Chapter 3 – Reflection Pattern

The LLM as Its Own Critic

Reflection is perhaps the most accessible and immediately impactful agentic design pattern. The core idea is simple: ask the LLM to examine its own output, identify weaknesses, and improve it.

This mirrors how humans work. A skilled writer doesn’t submit their first draft. They write, re-read, critique, and revise.

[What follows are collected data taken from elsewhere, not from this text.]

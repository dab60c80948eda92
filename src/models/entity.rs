// src/models/entity.rs

//! Provider platforms and catalog entries.

use std::fmt;
use std::str::FromStr;

use serde::{Deserialize, Serialize};

use crate::error::CollectError;

/// A review provider targeted by the collector.
#[derive(Debug, Clone, Copy, PartialEq, Eq, PartialOrd, Ord, Hash, Serialize, Deserialize)]
#[serde(rename_all = "snake_case")]
pub enum Platform {
    AppStore,
    PlayStore,
}

impl Platform {
    /// All known platforms, in processing order.
    pub const ALL: [Platform; 2] = [Platform::AppStore, Platform::PlayStore];

    /// Stable identifier used in storage rows and log lines.
    pub fn as_str(&self) -> &'static str {
        match self {
            Platform::AppStore => "app_store",
            Platform::PlayStore => "play_store",
        }
    }
}

impl fmt::Display for Platform {
    fn fmt(&self, f: &mut fmt::Formatter<'_>) -> fmt::Result {
        f.write_str(self.as_str())
    }
}

impl FromStr for Platform {
    type Err = CollectError;

    fn from_str(s: &str) -> Result<Self, Self::Err> {
        match s {
            "app_store" => Ok(Platform::AppStore),
            "play_store" => Ok(Platform::PlayStore),
            other => Err(CollectError::validation(format!(
                "unknown platform '{other}' (expected app_store or play_store)"
            ))),
        }
    }
}

/// One unit of cycle work: an entity plus the remote review count observed
/// upstream by the metadata collector.
#[derive(Debug, Clone, Serialize, Deserialize)]
pub struct CatalogEntry {
    /// Provider entity id (e.g. "284882215" or "com.whatsapp")
    pub entity_id: String,

    /// Provider the entity belongs to
    pub platform: Platform,

    /// Total review count the provider reported for this entity
    pub remote_count: i64,
}

impl CatalogEntry {
    /// Short label for log lines.
    pub fn label(&self) -> String {
        format!("{} ({})", self.entity_id, self.platform)
    }
}

#[cfg(test)]
mod tests {
    use super::*;

    #[test]
    fn test_platform_round_trip() {
        for platform in Platform::ALL {
            let parsed: Platform = platform.as_str().parse().unwrap();
            assert_eq!(parsed, platform);
        }
    }

    #[test]
    fn test_unknown_platform_rejected() {
        assert!("amazon_appstore".parse::<Platform>().is_err());
    }

    #[test]
    fn test_platform_serde_uses_snake_case() {
        let json = serde_json::to_string(&Platform::AppStore).unwrap();
        assert_eq!(json, "\"app_store\"");
    }
}
//! Persistent worker pool running an in-process evaluation function.
//!
//! Items travel `pending -> in progress -> done`. Workers take jobs from an
//! unbounded channel and check a separate stop-token channel before every
//! job, so shrinking the pool lets in-flight evaluations finish. Results are
//! written back under the cache lock first and the pool lock second.

use std::collections::HashSet;
use std::panic::{self, AssertUnwindSafe};
use std::sync::atomic::{AtomicUsize, Ordering};
use std::sync::{Arc, Condvar, Mutex, MutexGuard, PoisonError};
use std::thread::{self, JoinHandle};
use std::time::Duration;

use crossbeam_channel::{Receiver, Sender, select, unbounded};
use log::{debug, error, info};

use crate::schema::{Fitness, PoolConfig};

use super::backend::{ProgressFn, check_fitness};
use super::{Candidate, DispatchItem, EvaluationBackend, EvaluationContext, EvaluationError};

/// What an evaluation function sees besides the candidate.
pub struct WorkerContext<'a, C> {
    pub worker_id: usize,
    /// Generation current when the evaluation started.
    pub generation: u64,
    context: &'a EvaluationContext<C>,
}

impl<C: Candidate> WorkerContext<'_, C> {
    pub fn stop_requested(&self) -> bool {
        self.context.stop_requested()
    }

    /// Ask the run to end after the current generation.
    pub fn request_stop(&self) {
        self.context.request_stop();
    }
}

/// Error returned by an evaluation function.
pub type WorkerError = Box<dyn std::error::Error + Send + Sync>;

/// Per-candidate evaluation function run by the workers.
pub type EvaluateFn<C> =
    dyn Fn(&C, &WorkerContext<'_, C>) -> Result<Fitness, WorkerError> + Send + Sync;

struct Job<C> {
    id: u64,
    item: DispatchItem<C>,
}

#[derive(Default)]
struct PoolState {
    pending: HashSet<u64>,
    in_progress: HashSet<u64>,
    /// Items submitted since the last flush.
    requests: usize,
    /// First failure since the last flush.
    error: Option<EvaluationError>,
}

struct PoolShared<C> {
    context: Arc<EvaluationContext<C>>,
    function: Arc<EvaluateFn<C>>,
    components: usize,
    state: Mutex<PoolState>,
    drained: Condvar,
    running: AtomicUsize,
}

impl<C: Candidate> PoolShared<C> {
    fn lock_state(&self) -> MutexGuard<'_, PoolState> {
        self.state.lock().unwrap_or_else(PoisonError::into_inner)
    }

    fn run(&self, worker_id: usize, job: Job<C>) {
        {
            let mut state = self.lock_state();
            state.pending.remove(&job.id);
            state.in_progress.insert(job.id);
        }

        let worker = WorkerContext {
            worker_id,
            generation: self.context.generation(),
            context: &self.context,
        };
        let phenotype = &job.item.phenotype;
        let outcome = panic::catch_unwind(AssertUnwindSafe(|| {
            (self.function)(job.item.candidate.as_ref(), &worker)
        }));
        let result = match outcome {
            Ok(Ok(fitness)) => check_fitness(phenotype, &fitness, self.components).map(|()| fitness),
            Ok(Err(e)) => Err(EvaluationError::Worker {
                phenotype: phenotype.clone(),
                message: e.to_string(),
            }),
            Err(_) => Err(EvaluationError::Worker {
                phenotype: phenotype.clone(),
                message: "evaluation panicked".to_string(),
            }),
        };
        self.done(job, result);
    }

    fn done(&self, job: Job<C>, result: Result<Fitness, EvaluationError>) {
        let mut cache = self.context.lock_cache();
        let mut state = self.lock_state();

        state.in_progress.remove(&job.id);
        match result {
            Ok(fitness) => job.item.complete(&mut cache, fitness),
            Err(err) => {
                error!("{}", err);
                cache.abandon(&job.item.phenotype);
                state.error.get_or_insert(err);
            }
        }

        if state.pending.is_empty() && state.in_progress.is_empty() {
            self.drained.notify_all();
        }
    }
}

fn worker_loop<C: Candidate>(
    shared: Arc<PoolShared<C>>,
    worker_id: usize,
    jobs: Receiver<Job<C>>,
    stops: Receiver<()>,
) {
    debug!("Evaluation worker {} started", worker_id);
    loop {
        if stops.try_recv().is_ok() {
            break;
        }
        select! {
            recv(stops) -> _ => break,
            recv(jobs) -> job => match job {
                Ok(job) => shared.run(worker_id, job),
                Err(_) => break,
            },
        }
    }
    shared.running.fetch_sub(1, Ordering::SeqCst);
    debug!("Evaluation worker {} stopped", worker_id);
}

/// Worker pool backend.
pub struct PoolDispatcher<C> {
    shared: Arc<PoolShared<C>>,
    jobs: Sender<Job<C>>,
    job_queue: Receiver<Job<C>>,
    stops: Sender<()>,
    stop_queue: Receiver<()>,
    workers: Vec<JoinHandle<()>>,
    next_job: u64,
    next_worker: usize,
    progress_interval: Duration,
}

impl<C: Candidate> PoolDispatcher<C> {
    /// Start a pool of `workers` threads.
    pub fn new(
        config: &PoolConfig,
        workers: usize,
        components: usize,
        function: Arc<EvaluateFn<C>>,
        context: Arc<EvaluationContext<C>>,
    ) -> Result<Self, EvaluationError> {
        let (jobs, job_queue) = unbounded();
        let (stops, stop_queue) = unbounded();
        let shared = Arc::new(PoolShared {
            context,
            function,
            components,
            state: Mutex::new(PoolState::default()),
            drained: Condvar::new(),
            running: AtomicUsize::new(0),
        });

        let mut pool = Self {
            shared,
            jobs,
            job_queue,
            stops,
            stop_queue,
            workers: Vec::new(),
            next_job: 0,
            next_worker: 0,
            progress_interval: Duration::from_millis(config.progress_interval_ms),
        };
        pool.set_worker_count(workers)?;
        Ok(pool)
    }

    /// Items pending and in progress.
    pub fn outstanding(&self) -> (usize, usize) {
        let state = self.shared.lock_state();
        (state.pending.len(), state.in_progress.len())
    }

    fn spawn_worker(&mut self) -> Result<(), EvaluationError> {
        let worker_id = self.next_worker;
        self.next_worker += 1;

        let shared = Arc::clone(&self.shared);
        let jobs = self.job_queue.clone();
        let stops = self.stop_queue.clone();
        self.shared.running.fetch_add(1, Ordering::SeqCst);

        let spawned = thread::Builder::new()
            .name(format!("evaluator-{}", worker_id))
            .spawn(move || worker_loop(shared, worker_id, jobs, stops));
        match spawned {
            Ok(handle) => {
                self.workers.retain(|h| !h.is_finished());
                self.workers.push(handle);
                Ok(())
            }
            Err(e) => {
                self.shared.running.fetch_sub(1, Ordering::SeqCst);
                Err(EvaluationError::WorkerSpawn(e))
            }
        }
    }
}

impl<C: Candidate> EvaluationBackend<C> for PoolDispatcher<C> {
    fn name(&self) -> &'static str {
        "pool"
    }

    fn submit(&mut self, item: DispatchItem<C>) {
        let id = self.next_job;
        self.next_job += 1;
        {
            let mut state = self.shared.lock_state();
            state.pending.insert(id);
            state.requests += 1;
        }

        if let Err(err) = self.jobs.send(Job { id, item }) {
            let job = err.into_inner();
            error!("Evaluation queue closed, dropping {}", job.item.phenotype);
            self.shared.lock_state().pending.remove(&job.id);
        }
    }

    fn flush(&mut self, progress: &mut ProgressFn<'_>) -> Result<(), EvaluationError> {
        let mut state = self.shared.lock_state();
        while !(state.pending.is_empty() && state.in_progress.is_empty()) {
            if self.shared.running.load(Ordering::SeqCst) == 0 {
                return Err(EvaluationError::NoWorkers);
            }

            let (guard, wait) = self
                .shared
                .drained
                .wait_timeout(state, self.progress_interval)
                .unwrap_or_else(PoisonError::into_inner);
            state = guard;

            if wait.timed_out() {
                let outstanding = state.pending.len() + state.in_progress.len();
                let requests = state.requests.max(1);
                let fraction = requests.saturating_sub(outstanding) as f64 / requests as f64;
                drop(state);
                progress(fraction);
                state = self.shared.lock_state();
            }
        }

        state.requests = 0;
        match state.error.take() {
            Some(err) => Err(err),
            None => Ok(()),
        }
    }

    fn worker_count(&self) -> usize {
        self.shared
            .running
            .load(Ordering::SeqCst)
            .saturating_sub(self.stops.len())
    }

    fn set_worker_count(&mut self, count: usize) -> Result<(), EvaluationError> {
        let mut current = self.worker_count();
        while current > count {
            // The pool owns a receiver, so the channel cannot be closed.
            let _ = self.stops.send(());
            current -= 1;
        }
        // Withdraw stop tokens no worker picked up yet.
        while current < count && self.stop_queue.try_recv().is_ok() {
            current += 1;
        }
        while current < count {
            self.spawn_worker()?;
            current += 1;
        }
        info!("Evaluation pool resized to {} workers", count);
        Ok(())
    }
}

impl<C> Drop for PoolDispatcher<C> {
    fn drop(&mut self) {
        for _ in 0..self.shared.running.load(Ordering::SeqCst) {
            let _ = self.stops.send(());
        }
        for handle in self.workers.drain(..) {
            let _ = handle.join();
        }
    }
}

Reflection gives LLMs this same capability, and the results can be dramatic — turning mediocre first-draft outputs into polished, high-quality results.

How Reflection Works

The simplest form of reflection is a two-step process:

Generate: The LLM produces an initial output
Reflect: The LLM (or a second LLM call) critiques the output and suggests improvements
Revise: The LLM rewrites the output incorporating the feedback
Repeat steps 2–3 until the output is satisfactory

    ┌──────────┐     ┌──────────────┐     ┌──────────┐
    │ Generate │────►│   Reflect    │────►│  Revise  │
    │ (Draft)  │     │  (Critique)  │     │(Improved)│
    └──────────┘     └──────────────┘     └─────┬────┘
                           ▲                     │
                           │                     │
                           └─────────────────────┘
                              (repeat N times)

Self-Reflection: The Basic Pattern

In self-reflection, a single LLM is used for both generation and critique. The key is crafting the critique prompt to be specific and constructive.

# See code/reflection.py for the full implementation

def self_reflect(llm, task, max_rounds=3):
    """Generate output and iteratively improve it through self-reflection."""
    
    # Step 1: Initial generation
    draft = llm.generate(f"Perform the following task:\n{task}")
    
    for round in range(max_rounds):
        # Step 2: Self-critique
        critique = llm.generate(
            f"You produced the following output for the task '{task}':\n\n"
            f"{draft}\n\n"
            f"Critically evaluate this output. Identify:\n"
            f"1. Errors or inaccuracies\n"
            f"2. Missing information\n"
            f"3. Areas where clarity could be improved\n"
            f"4. Logical gaps or unsupported claims\n"
            f"Be specific and constructive."
        )
        
        # Step 3: Revise based on critique
        draft = llm.generate(
            f"Original task: {task}\n\n"
            f"Your previous output:\n{draft}\n\n"
            f"Critique of your output:\n{critique}\n\n"
            f"Revise your output to address the critique. "
            f"Produce an improved version."
        )
    
    return draft

Two-Agent Reflection

A more effective variant uses two distinct agents — a generator and a critic — with different system prompts optimized for their roles.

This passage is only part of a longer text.